**What is being asked:**
Show me each line of the listing below where the word "CancellationToken" appears.
===== Task data
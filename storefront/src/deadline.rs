use std::{future::Future, time::Duration};

use solana_sdk::{commitment_config::CommitmentConfig, signature::Signature};
use storefront_client::rpc::RpcConnection;
use tokio::time::{sleep, timeout};
use tokio_util::sync::CancellationToken;
use tracing::debug;

use crate::errors::StorefrontError;

/// Cancellation shared by every ledger call of a run, plus a timeout that
/// bounds each call on its own. A stage issuing several calls may take a
/// multiple of the timeout.
#[derive(Debug, Clone)]
pub struct Deadline {
    timeout: Duration,
    cancellation_token: CancellationToken,
}

impl Deadline {
    pub fn new(timeout: Duration, cancellation_token: CancellationToken) -> Self {
        Self {
            timeout,
            cancellation_token,
        }
    }

    pub fn timeout(&self) -> Duration {
        self.timeout
    }

    pub fn cancellation_token(&self) -> &CancellationToken {
        &self.cancellation_token
    }

    /// Drives `future` until it completes, a fresh timeout elapses or the
    /// token is cancelled, whichever comes first. An abandoned submission may still
    /// land on the ledger.
    pub async fn run<F, T, E>(&self, operation: &'static str, future: F) -> Result<T, StorefrontError>
    where
        F: Future<Output = Result<T, E>>,
        E: Into<StorefrontError>,
    {
        if self.cancellation_token.is_cancelled() {
            return Err(StorefrontError::Cancelled { operation });
        }
        tokio::select! {
            biased;
            _ = self.cancellation_token.cancelled() => {
                Err(StorefrontError::Cancelled { operation })
            }
            result = timeout(self.timeout, future) => match result {
                Ok(result) => result.map_err(Into::into),
                Err(_) => Err(StorefrontError::DeadlineExceeded {
                    operation,
                    timeout: self.timeout,
                }),
            },
        }
    }

    /// Polls `signature` every `poll_interval` until it reaches `commitment`.
    pub async fn wait_for_confirmation<R: RpcConnection>(
        &self,
        operation: &'static str,
        rpc: &R,
        signature: &Signature,
        commitment: CommitmentConfig,
        poll_interval: Duration,
    ) -> Result<(), StorefrontError> {
        self.run(operation, async {
            loop {
                if rpc
                    .confirm_transaction_with_commitment(signature, commitment)
                    .await?
                {
                    return Ok::<(), StorefrontError>(());
                }
                debug!("{} not yet at {:?}", signature, commitment.commitment);
                sleep(poll_interval).await;
            }
        })
        .await
    }
}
==========
**Output of the task:**
use tokio_util::sync::CancellationToken;
    cancellation_token: CancellationToken,
    pub fn new(timeout: Duration, cancellation_token: CancellationToken) -> Self {
    pub fn cancellation_token(&self) -> &CancellationToken {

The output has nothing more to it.